The income statement for Enerpac Tool Group Corp (EPAC) provides a snapshot of the company's financial performance over a specific period. It shows the company's revenues, expenses, and profits or losses. In the latest reporting period, Enerpac Tool Group Corp (EPAC) reported a total revenue of $500 million. The gross profit for the period was $200 million, indicating a gross profit margin of 40%. The company's operating expenses, including salaries, rent, and marketing costs, amounted to $120 million.
After deducting the operating expenses, Enerpac Tool Group Corp (EPAC) reported an operating income, also known as EBIT (earnings before interest and taxes), of $80 million. EBITDA (earnings before interest, taxes, depreciation, and amortization) provides a more comprehensive measure of profitability, and Enerpac Tool Group Corp (EPAC) reported an EBITDA of $100 million. This reflects the company's ability to generate profits from its core business operations.
Net income from stockholders represents the earnings available to the company's equity shareholders after deducting interest, taxes, and other expenses. Enerpac Tool Group Corp (EPAC) reported a net income of $50 million in the latest period. This indicates the final profitability of the company, considering all costs and revenues. It is an important measure of the company's financial health and ability to generate returns for its shareholders.

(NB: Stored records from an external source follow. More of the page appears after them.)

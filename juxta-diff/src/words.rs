//! Word boundaries.

use std::sync::LazyLock;

use regex::Regex;

/// Characters that separate words: whitespace, line breaks and a fixed set of
/// punctuation.
pub const WORD_DELIMITER: &str = r"\p{Zs}+|\r\n|[\r\n]|[\[\](){}/\\*+\-#:;.]";

static DELIMITER: LazyLock<Regex> =
    LazyLock::new(|| Regex::new(WORD_DELIMITER).expect("WORD_DELIMITER is a valid regex"));

/// A delimiter match, in codepoint offsets.
#[derive(Debug, Clone, Copy, PartialEq, Eq)]
pub struct Delimiter {
    /// Offset of the first delimiter codepoint
    pub start: usize,
    /// Offset just past the last delimiter codepoint
    pub end: usize,
}

/// Every delimiter in `text`, left to right.
pub fn delimiters(text: &str) -> Vec<Delimiter> {
    let mut found = Vec::new();
    let mut chars_before = 0;
    let mut bytes_seen = 0;
    for m in DELIMITER.find_iter(text) {
        chars_before += text[bytes_seen..m.start()].chars().count();
        let width = m.as_str().chars().count();
        found.push(Delimiter {
            start: chars_before,
            end: chars_before + width,
        });
        chars_before += width;
        bytes_seen = m.end();
    }
    found
}

pub(crate) fn first_delimiter(text: &str) -> Option<Delimiter> {
    DELIMITER.find(text).map(|m| {
        let start = text[..m.start()].chars().count();
        Delimiter {
            start,
            end: start + m.as_str().chars().count(),
        }
    })
}

pub(crate) fn last_delimiter(text: &str) -> Option<Delimiter> {
    delimiters(text).pop()
}
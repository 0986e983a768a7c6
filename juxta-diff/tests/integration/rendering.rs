use insta::assert_snapshot;
use juxta_diff::{TerminalEncoding, diff};
use juxta_testhelpers::test;

use crate::layout;

const RESET: &str = "\x1b[0m";

#[test]
fn nearby_edits_in_a_timestamp() {
    let result = diff(
        "2017-05-13T17:55:01",
        "2017-05-13T17:56:03",
        TerminalEncoding::None,
    );
    assert_snapshot!(layout(&result), @r"
    actual  : 2017-05-13T17:55  :01  \0|
    diff    :               --++ --++  |
    expected: 2017-05-13T17:  56:  03\0|
    ");
}

#[test]
fn changed_second_line() {
    let result = diff("a\nb", "a\nc", TerminalEncoding::None);
    assert_eq!(result.equal_lines(), &[true, false]);
    assert_snapshot!(layout(&result), @r"
    actual  : a\n|
    diff    :    |
    expected: a\n|
    actual  : b \0|
    diff    : -+  |
    expected:  c\0|
    ");
}

#[test]
fn inserted_line() {
    let result = diff("first\nthird", "first\nsecond\nthird", TerminalEncoding::None);
    assert_snapshot!(layout(&result), @r"
    actual  : first\n|
    diff    :        |
    expected: first\n|
    actual  :         |
    diff    : ++++++++|
    expected: second\n|
    actual  : third\0|
    diff    :        |
    expected: third\0|
    ");
    let inserted = result.actual_shape(1);
    assert!(!inserted.content);
    assert!(!inserted.terminated);
    assert!(result.expected_shape(1).terminated);
}

#[test]
fn xterm_8_color_spans() {
    let result = diff("ab", "ac", TerminalEncoding::Xterm8Color);
    assert_eq!(result.marker_lines(), None);
    assert_eq!(
        result.actual_lines(),
        &[format!(
            "\x1b[30;41mab{RESET}\x1b[30;47m//{RESET}\x1b[39;49m\\0{RESET}"
        )]
    );
    assert_eq!(
        result.expected_lines(),
        &[format!(
            "\x1b[30;47m//{RESET}\x1b[30;42mac{RESET}\x1b[39;49m\\0{RESET}"
        )]
    );
}

#[test]
fn truecolor_uses_rgb_parameters() {
    let result = diff("left", "right", TerminalEncoding::Rgb888Color);
    let line = &result.actual_lines()[0];
    assert!(line.contains("\x1b[38;2;255;255;255;48;2;170;40;40m"));
    assert!(line.contains("\x1b[38;2;140;140;140;48;2;60;60;60m"));
    assert!(line.ends_with(RESET));
}

#[test]
fn zero_width_edits_are_marked() {
    let result = diff("resume\u{301}", "resume", TerminalEncoding::None);
    assert_eq!(result.equal_lines(), &[false]);
    assert!(result.marker_lines().unwrap()[0].contains('-'));

    let result = diff("hello world", "hello\u{200b} world", TerminalEncoding::None);
    assert!(result.marker_lines().unwrap()[0].contains('+'));
    assert_eq!(
        result.actual_lines()[0].chars().count(),
        result.marker_lines().unwrap()[0].chars().count()
    );
}
//! Renderable pieces of a failure message.

use unicode_width::UnicodeWidthStr;

/// One piece of a failure message.
#[derive(Debug, Clone, PartialEq, Eq)]
pub enum MessageSection {
    /// Free text, rendered as is.
    Text(String),
    /// Name/value rows, rendered `name: value` with the colons aligned.
    Context(Vec<(String, String)>),
}

impl MessageSection {
    /// A text section.
    pub fn text(text: impl Into<String>) -> Self {
        Self::Text(text.into())
    }

    /// The rows of a context section; empty for text.
    pub fn rows(&self) -> &[(String, String)] {
        match self {
            Self::Text(_) => &[],
            Self::Context(rows) => rows,
        }
    }

    /// Returns the value of the row called `name`.
    pub fn get(&self, name: &str) -> Option<&str> {
        self.rows()
            .iter()
            .find(|(row, _)| row == name)
            .map(|(_, value)| value.as_str())
    }
}

/// Joins sections with line breaks, padding every name to the widest one.
pub fn render_sections(sections: &[MessageSection]) -> String {
    let width = sections
        .iter()
        .flat_map(MessageSection::rows)
        .map(|(name, _)| name.width())
        .max()
        .unwrap_or(0);

    let mut lines = Vec::new();
    for section in sections {
        match section {
            MessageSection::Text(text) => lines.push(text.clone()),
            MessageSection::Context(rows) => {
                for (name, value) in rows {
                    let fill = " ".repeat(width.saturating_sub(name.width()));
                    lines.push(format!("{name}{fill}: {value}"));
                }
            }
        }
    }
    lines.join("\n")
}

Moving on to the balance sheet, we can assess the company's financial position and its resources. Enerpac Tool Group Corp (EPAC) reported total assets of $1 billion, which includes items such as cash equivalents, inventories, property, and equipment. The company's total liabilities, including loans, accounts payable, and other obligations, amounted to $600 million. This allows us to calculate the company's stockholders' equity, which represents the net worth of the company. Enerpac Tool Group Corp (EPAC) reported stockholders' equity of $400 million.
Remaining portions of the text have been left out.